Céytu est le nom du village du Baol où est né et inhumé l'historien et homme politique sénégalais Cheikh Anta Diop, figure incontournable de l'histoire de l'Afrique. Les premiers ouvrages de cette nouvelle collection littéraire seront disponibles en librairie à partir du 17 mars. Sur les rayons : Une si longue lettre de Mariama Bâ ( Bataaxal bu gudde nii traduit par Mame Younousse Dieng et Arame Fall), L'Africain de JMG Le Clézio ( Baay sama, doomu Afrig) traduit par Daouda Ndiaye, et Une saison au Congo d'Aimé Césaire ( Nawetu deret) traduit par Boubacar Boris Diop. Directeur de la collection, Boubacar Boris Diop la présentera au Sénégal dans les universités Cheikh Anta Diop de Dakar et Gaston Berger de Saint-Louis. Au Canada et aux États-Unis, Céytu sera portée par Mémoire d'encrier à travers des événements en partenariat avec des associations telles que le Rassemblement général des Sénégalais du Canada (RGSC) et l'Association des Sénégalais d'Amérique (ASA). En avril prochain se déroulera "Le mois du Sénégal au Canada", soit à la même période que le Salon du livre de Québec. Pour la France, le 17 mars, date de lancement de " Céytu ", coïncide avec l'ouverture du Salon du livre de Paris. Ces premiers titres présagent d'une longue série de publications à venir, dont certains, pourquoi pas, pourraient même être des inédits écrits en wolof. Comment ce projet a-t-il pu être monté ? Dédiée aux littératures du monde entier, Zulma, maison installée à Paris, s'est alliée à Mémoire d'encrier, basée à Montréal. Leurs deux directeurs, la Française Laure Leroy pour Zulma, et l'écrivain haïtien Rodney Saint-Éloi pour Mémoire d'encrier, ont accepté, avec Boubacar Boris Diop, de confier au Point Afrique tous les ressorts de ce projet sans précédent.

Le Point Afrique : Comment est née l'idée d'une collection littéraire telle que Céytu et qu'est-ce qui vous a poussés à collaborer ?

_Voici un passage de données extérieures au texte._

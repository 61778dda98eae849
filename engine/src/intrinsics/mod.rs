//! The modeling-intrinsic surface: the static table of known intrinsics, the per-module binding
//! from function identity to intrinsic kind, and the dispatcher the interpreter calls for every
//! external call it cannot resolve to program code.

use std::{
    collections::{BTreeMap, BTreeSet},
    sync::{Arc, Mutex, OnceLock},
};

use symbex_core::expr::Expr;
use tracing::warn;

use crate::{
    errors::{StateTermination, TerminationError},
    host::Host,
    module::{CallSite, FunctionId, KFunction, Module},
    options::EngineOptions,
    state::ExecutionState,
};

mod handlers;

// INTRINSIC KINDS
// ================================================================================================

/// Everything the engine models instead of executing as program code. Several table names map to
/// one kind (e.g. all `get_value_*` widths).
#[derive(Clone, Copy, Debug, PartialEq, Eq)]
pub enum IntrinsicKind {
    Abort,
    Exit,
    SilentExit,
    ReportError,
    AssertFail,
    Assert,
    Malloc,
    Calloc,
    Realloc,
    Memalign,
    Free,
    New,
    NewArray,
    Delete,
    DeleteArray,
    DefineFixedObject,
    Assume,
    CheckMemoryAccess,
    GetValue,
    GetObjSize,
    GetErrno,
    ErrnoLocation,
    InterceptReads,
    InterceptWrites,
    IsSymbolic,
    IsReplay,
    MakeSymbolic,
    MarkGlobal,
    OpenMerge,
    CloseMerge,
    PreferCex,
    PosixPreferCex,
    PrintExpr,
    PrintRange,
    SetForking,
    StackTrace,
    Warning,
    WarningOnce,
    AliasFunction,
    AliasFunctionRegex,
    AliasUndo,
    EhUnwindRaiseException,
    EhTypeid,
    TraceParam,
    TraceParamPtr,
    TraceParamPtrDirected,
    TraceParamTaggedPtr,
    TraceParamJustPtr,
    TraceParamFPtr,
    TraceVal,
    TraceRet,
    TraceRetPtr,
    TraceRetJustPtr,
    TraceParamPtrField,
    TraceParamPtrFieldDirected,
    TraceParamPtrFieldJustPtr,
    TraceRetPtrField,
    TraceRetPtrFieldJustPtr,
    TraceParamPtrNestedField,
    TraceParamPtrNestedFieldDirected,
    TraceRetPtrNestedField,
    TraceExtraPtr,
    TraceExtraPtrField,
    TraceExtraPtrFieldJustPtr,
    TraceExtraPtrNestedField,
    TraceExtraPtrNestedNestedField,
    TraceExtraFPtr,
    InduceInvariants,
    ForbidAccess,
    AllowAccess,
    DumpConstraints,
    PossiblyHavoc,
    MapSymbolNames,
    AddBpfCall,
    Range,
    Int,
    Choose,
    AddOverflow,
    SubOverflow,
    MulOverflow,
    DivRemOverflow,
}

/// One row of the intrinsic table.
#[derive(Clone, Copy, Debug)]
pub struct IntrinsicInfo {
    pub name: &'static str,
    pub kind: IntrinsicKind,
    pub does_not_return: bool,
    pub has_return_value: bool,
    pub do_not_override: bool,
}

const fn add(name: &'static str, kind: IntrinsicKind, has_return_value: bool) -> IntrinsicInfo {
    IntrinsicInfo { name, kind, does_not_return: false, has_return_value, do_not_override: false }
}

const fn add_dnr(name: &'static str, kind: IntrinsicKind) -> IntrinsicInfo {
    IntrinsicInfo { name, kind, does_not_return: true, has_return_value: false, do_not_override: false }
}

use IntrinsicKind::*;

#[rustfmt::skip]
pub static INTRINSIC_TABLE: &[IntrinsicInfo] = &[
    add_dnr("__assert_rtn", AssertFail),
    add_dnr("__assert_fail", AssertFail),
    add_dnr("__assert", AssertFail),
    add_dnr("_assert", Assert),
    add_dnr("abort", Abort),
    add_dnr("_exit", Exit),
    IntrinsicInfo { name: "exit", kind: Exit, does_not_return: true, has_return_value: false, do_not_override: true },
    add_dnr("symbex_abort", Abort),
    add_dnr("symbex_silent_exit", SilentExit),
    add_dnr("symbex_report_error", ReportError),
    add("calloc", Calloc, true),
    add("free", Free, false),
    add("symbex_assume", Assume, false),
    add("symbex_check_memory_access", CheckMemoryAccess, false),
    add("symbex_get_valuef", GetValue, true),
    add("symbex_get_valued", GetValue, true),
    add("symbex_get_valuel", GetValue, true),
    add("symbex_get_valuell", GetValue, true),
    add("symbex_get_value_i32", GetValue, true),
    add("symbex_get_value_i64", GetValue, true),
    add("symbex_get_value_u64", GetValue, true),
    add("symbex_define_fixed_object", DefineFixedObject, false),
    add("symbex_get_obj_size", GetObjSize, true),
    add("symbex_get_errno", GetErrno, true),
    add("__errno_location", ErrnoLocation, true),
    add("__error", ErrnoLocation, true),
    add("symbex_intercept_reads", InterceptReads, false),
    add("symbex_intercept_writes", InterceptWrites, false),
    add("symbex_is_symbolic", IsSymbolic, true),
    add("symbex_is_replay", IsReplay, true),
    add("symbex_make_symbolic", MakeSymbolic, false),
    add("symbex_mark_global", MarkGlobal, false),
    add("symbex_open_merge", OpenMerge, false),
    add("symbex_close_merge", CloseMerge, false),
    add("symbex_prefer_cex", PreferCex, false),
    add("symbex_posix_prefer_cex", PosixPreferCex, false),
    add("symbex_print_expr", PrintExpr, false),
    add("symbex_print_range", PrintRange, false),
    add("symbex_set_forking", SetForking, false),
    add("symbex_stack_trace", StackTrace, false),
    add("symbex_warning", Warning, false),
    add("symbex_warning_once", WarningOnce, false),
    add("symbex_alias_function", AliasFunction, false),
    add("symbex_alias_function_regex", AliasFunctionRegex, false),
    add("symbex_alias_undo", AliasUndo, false),
    add("symbex_range", Range, true),
    add("symbex_int", Int, true),
    add("symbex_choose", Choose, true),
    add("malloc", Malloc, true),
    add("memalign", Memalign, true),
    add("realloc", Realloc, true),
    add("_symbex_eh_Unwind_RaiseException_impl", EhUnwindRaiseException, false),
    add("symbex_trace_paramf", TraceParam, false),
    add("symbex_trace_paramd", TraceParam, false),
    add("symbex_trace_paraml", TraceParam, false),
    add("symbex_trace_paramll", TraceParam, false),
    add("symbex_trace_param_u16", TraceParam, false),
    add("symbex_trace_param_i32", TraceParam, false),
    add("symbex_trace_param_u32", TraceParam, false),
    add("symbex_trace_param_i64", TraceParam, false),
    add("symbex_trace_param_u64", TraceParam, false),
    add("symbex_trace_param_ptr", TraceParamPtr, false),
    add("symbex_trace_param_ptr_directed", TraceParamPtrDirected, false),
    add("symbex_trace_param_tagged_ptr", TraceParamTaggedPtr, false),
    add("symbex_trace_param_just_ptr", TraceParamJustPtr, false),
    add("symbex_trace_param_fptr", TraceParamFPtr, false),
    add("symbex_trace_extra_val_f", TraceVal, false),
    add("symbex_trace_extra_val_d", TraceVal, false),
    add("symbex_trace_extra_val_l", TraceVal, false),
    add("symbex_trace_extra_val_ll", TraceVal, false),
    add("symbex_trace_extra_val_u16", TraceVal, false),
    add("symbex_trace_extra_val_i32", TraceVal, false),
    add("symbex_trace_extra_val_u32", TraceVal, false),
    add("symbex_trace_extra_val_i64", TraceVal, false),
    add("symbex_trace_extra_val_u64", TraceVal, false),
    add("symbex_trace_ret", TraceRet, false),
    add("symbex_trace_ret_ptr", TraceRetPtr, false),
    add("symbex_trace_ret_just_ptr", TraceRetJustPtr, false),
    add("symbex_trace_param_ptr_field", TraceParamPtrField, false),
    add("symbex_trace_param_ptr_field_directed", TraceParamPtrFieldDirected, false),
    add("symbex_trace_param_ptr_field_just_ptr", TraceParamPtrFieldJustPtr, false),
    add("symbex_trace_ret_ptr_field", TraceRetPtrField, false),
    add("symbex_trace_ret_ptr_field_just_ptr", TraceRetPtrFieldJustPtr, false),
    add("symbex_trace_param_ptr_nested_field", TraceParamPtrNestedField, false),
    add("symbex_trace_param_ptr_nested_field_directed", TraceParamPtrNestedFieldDirected, false),
    add("symbex_trace_ret_ptr_nested_field", TraceRetPtrNestedField, false),
    add("symbex_trace_extra_ptr", TraceExtraPtr, false),
    add("symbex_trace_extra_ptr_field", TraceExtraPtrField, false),
    add("symbex_trace_extra_ptr_field_just_ptr", TraceExtraPtrFieldJustPtr, false),
    add("symbex_trace_extra_ptr_nested_field", TraceExtraPtrNestedField, false),
    add("symbex_trace_extra_ptr_nested_nested_field", TraceExtraPtrNestedNestedField, false),
    add("symbex_trace_extra_fptr", TraceExtraFPtr, false),
    add("symbex_induce_invariants", InduceInvariants, true),
    add("symbex_forbid_access", ForbidAccess, false),
    add("symbex_allow_access", AllowAccess, false),
    add("symbex_dump_constraints", DumpConstraints, false),
    add("symbex_possibly_havoc", PossiblyHavoc, false),
    add("symbex_map_symbol_names", MapSymbolNames, false),
    add("symbex_add_bpf_call", AddBpfCall, false),
    // operator delete[](void*)
    add("_ZdaPv", DeleteArray, false),
    // operator delete(void*)
    add("_ZdlPv", Delete, false),
    // operator new[](unsigned int)
    add("_Znaj", NewArray, true),
    // operator new(unsigned int)
    add("_Znwj", New, true),
    // operator new[](unsigned long)
    add("_Znam", NewArray, true),
    // operator new(unsigned long)
    add("_Znwm", New, true),
    add("__ubsan_handle_add_overflow", AddOverflow, false),
    add("__ubsan_handle_sub_overflow", SubOverflow, false),
    add("__ubsan_handle_mul_overflow", MulOverflow, false),
    add("__ubsan_handle_divrem_overflow", DivRemOverflow, false),
    add("symbex_eh_typeid_for", EhTypeid, true),
];

// REGISTRY
// ================================================================================================

/// The per-module binding of function identities to intrinsic kinds.
#[derive(Debug)]
pub struct Intrinsics {
    handlers: BTreeMap<FunctionId, (IntrinsicKind, bool)>,
    options: EngineOptions,
}

impl Intrinsics {
    pub fn new(options: EngineOptions) -> Self {
        Intrinsics { handlers: BTreeMap::new(), options }
    }

    pub fn options(&self) -> &EngineOptions {
        &self.options
    }

    /// Module preparation: every table function present in the module loses its body (so calls
    /// can only reach the engine-side handler), except `do_not_override` entries the program
    /// defines itself. Returns the names that were claimed.
    pub fn prepare(&self, module: &Module) -> Vec<&'static str> {
        let mut preserved = Vec::new();
        for info in INTRINSIC_TABLE {
            let Some(kf) = module.function(info.name) else {
                // nothing to claim if the function cannot be called
                continue;
            };
            if !info.do_not_override || kf.is_declaration() {
                preserved.push(info.name);
                if info.does_not_return {
                    kf.mark_no_return();
                }
                if !kf.is_declaration() {
                    kf.delete_body();
                }
            }
        }
        preserved
    }

    /// Builds the dispatch map from function identity to `(kind, has_return_value)`.
    pub fn bind(&mut self, module: &Module) {
        for info in INTRINSIC_TABLE {
            if let Some(kf) = module.function(info.name) {
                if !info.do_not_override || kf.is_declaration() {
                    self.handlers.insert(kf.id(), (info.kind, info.has_return_value));
                }
            }
        }
    }

    pub fn kind_of(&self, function: FunctionId) -> Option<IntrinsicKind> {
        self.handlers.get(&function).map(|(kind, _)| *kind)
    }

    /// Dispatches a call to `f`. Returns `Ok(false)` when `f` is not a bound intrinsic, and
    /// `Err` when the state must terminate.
    pub fn handle(
        &self,
        state: &mut ExecutionState,
        f: &Arc<KFunction>,
        site: &CallSite,
        args: &[Expr],
        host: &mut dyn Host,
    ) -> Result<bool, StateTermination> {
        let Some((kind, has_return_value)) = self.handlers.get(&f.id()).copied() else {
            return Ok(false);
        };
        if !has_return_value && site.dest.is_some() {
            return Err(TerminationError::exec(
                "expected return value from void modeling intrinsic",
            )
            .into());
        }
        handlers::dispatch(kind, state, site, args, host, &self.options)?;
        Ok(true)
    }
}

// STRING ARGUMENTS
// ================================================================================================

/// Reads a NUL-terminated concrete string through the address space. The pointer must be a
/// constant resolving into a single object; a symbolic character is a hard user error, a missing
/// terminator only a one-time warning.
pub(crate) fn read_string_at(
    state: &ExecutionState,
    address: &Expr,
) -> Result<String, TerminationError> {
    let addr = address.as_constant().ok_or_else(|| {
        TerminationError::user("symbolic string pointer passed to one of the modeling intrinsics")
    })?;
    let (object, os) = state.address_space.resolve_one(addr).ok_or_else(|| {
        TerminationError::user("invalid string pointer passed to one of the modeling intrinsics")
    })?;
    let mut buf = String::new();
    let mut terminated = false;
    for offset in object.offset_of(addr)..object.size {
        let byte = os.read8(offset, false)?;
        let c = byte.as_constant().ok_or_else(|| {
            TerminationError::user("hit symbolic character while reading a concrete string")
        })? as u8;
        if c == 0 {
            terminated = true;
            break;
        }
        buf.push(c as char);
    }
    if !terminated {
        warning_once(
            None,
            "string not terminated by \\0 passed to one of the modeling intrinsics",
        );
    }
    Ok(buf)
}

// ONE-SHOT WARNINGS
// ================================================================================================

static WARNED_ONCE: OnceLock<Mutex<BTreeSet<(Option<String>, String)>>> = OnceLock::new();

/// Emits `message` at warn level at most once per process for a given (callsite, text) pair.
pub fn warning_once(callsite: Option<&str>, message: &str) {
    let set = WARNED_ONCE.get_or_init(|| Mutex::new(BTreeSet::new()));
    let fresh = set
        .lock()
        .expect("warning-once set poisoned")
        .insert((callsite.map(str::to_string), message.to_string()));
    if fresh {
        match callsite {
            Some(site) => warn!(%site, "{message}"),
            None => warn!("{message}"),
        }
    }
}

Boubacar Boris Diop : L'idée est née au cours d'une conversation matinale dans un café de Paris entre Laure et moi. On a décidé de forcer le destin, de relever un défi. Cela ne semblait pas possible, mais on a quand même choisi de le faire. Le premier réflexe des gens quand ils prennent connaissance de l'existence de cette collection littéraire est de se demander pourquoi proposer des ouvrages en wolof. Aussi, ils sont loin de penser que toutes les langues se valent. Mais, au final, le pourquoi devient très vite un pourquoi pas. Et cela est une très grande victoire. Cette collection crée une sorte de frisson. C'est un ovni dont on ignore la provenance. Paris est d'ailleurs l'endroit le plus improbable pour ce genre d'aventure.

Laure Leroy : C'est en effet une folle aventure. Boris Diop a toujours été absorbé par l'idée d'enseigner, de diffuser et de faire rayonner la langue wolof. C'est une entreprise qui lui tient à cœur et qui, selon moi, est pleine de mérite. Cette conversation matinale nous a permis de donner corps à une rêverie. Nous en avons parlé à Rodney, car nous avons réalisé, au fil des discussions, qu'une grande partie du public en Amérique du Nord a une large connaissance du Sénégal. Plus d'une douzaine de langues africaines sont pratiquées aux États-Unis. Il était essentiel pour nous d'avoir un partenaire dans cette région du monde. Sans compter que Rodney nourrit une passion pour le Sénégal.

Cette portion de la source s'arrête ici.